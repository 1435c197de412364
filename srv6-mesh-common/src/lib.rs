pub mod sid;

use std::fmt::Display;
use std::str::FromStr;

use serde::{Deserialize, Serialize};
use thiserror::Error;

pub use sid::{AddressFamily, Behavior, BehaviorType, Sid, SidInfo, SidStructure};

pub type VrfId = u32;
pub type IdentityId = u32;

pub type Result<T, E = Error> = std::result::Result<T, E>;

#[derive(Error, Debug)]
pub enum Error {
    #[error("invalid route target {0:?}")]
    InvalidRouteTarget(String),

    #[error("invalid SID structure: {0}")]
    InvalidSidStructure(String),
}

/// BGP VPN route target in `ASN:value` notation, e.g. `65000:1`.
#[derive(Clone, Debug, PartialEq, Eq, Hash, Serialize, Deserialize)]
#[serde(try_from = "String", into = "String")]
pub struct RouteTarget {
    pub asn: u32,
    pub value: u32,
}

impl FromStr for RouteTarget {
    type Err = Error;

    fn from_str(s: &str) -> Result<Self, Self::Err> {
        let Some((asn, value)) = s.split_once(':') else {
            return Err(Error::InvalidRouteTarget(s.into()));
        };
        let asn = asn
            .parse()
            .map_err(|_| Error::InvalidRouteTarget(s.into()))?;
        let value = value
            .parse()
            .map_err(|_| Error::InvalidRouteTarget(s.into()))?;
        Ok(Self { asn, value })
    }
}

impl Display for RouteTarget {
    fn fmt(&self, f: &mut std::fmt::Formatter<'_>) -> std::fmt::Result {
        write!(f, "{}:{}", self.asn, self.value)
    }
}

impl TryFrom<String> for RouteTarget {
    type Error = Error;

    fn try_from(value: String) -> Result<Self, Self::Error> {
        value.parse()
    }
}

impl From<RouteTarget> for String {
    fn from(value: RouteTarget) -> Self {
        value.to_string()
    }
}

==*==

▸ **About this exercise**
Reproduce, word for word, the line containing "BGP VPN route" along with every later line of the listing, and leave out all earlier lines.

▸ **Your response**
/// BGP VPN route target in `ASN:value` notation, e.g. `65000:1`.
#[derive(Clone, Debug, PartialEq, Eq, Hash, Serialize, Deserialize)]
#[serde(try_from = "String", into = "String")]
pub struct RouteTarget {
    pub asn: u32,
    pub value: u32,
}

impl FromStr for RouteTarget {
    type Err = Error;

    fn from_str(s: &str) -> Result<Self, Self::Err> {
        let Some((asn, value)) = s.split_once(':') else {
            return Err(Error::InvalidRouteTarget(s.into()));
        };
        let asn = asn
            .parse()
            .map_err(|_| Error::InvalidRouteTarget(s.into()))?;
        let value = value
            .parse()
            .map_err(|_| Error::InvalidRouteTarget(s.into()))?;
        Ok(Self { asn, value })
    }
}

impl Display for RouteTarget {
    fn fmt(&self, f: &mut std::fmt::Formatter<'_>) -> std::fmt::Result {
        write!(f, "{}:{}", self.asn, self.value)
    }
}

impl TryFrom<String> for RouteTarget {
    type Error = Error;

    fn try_from(value: String) -> Result<Self, Self::Error> {
        value.parse()
    }
}

impl From<RouteTarget> for String {
    fn from(value: RouteTarget) -> Self {
        value.to_string()
    }
}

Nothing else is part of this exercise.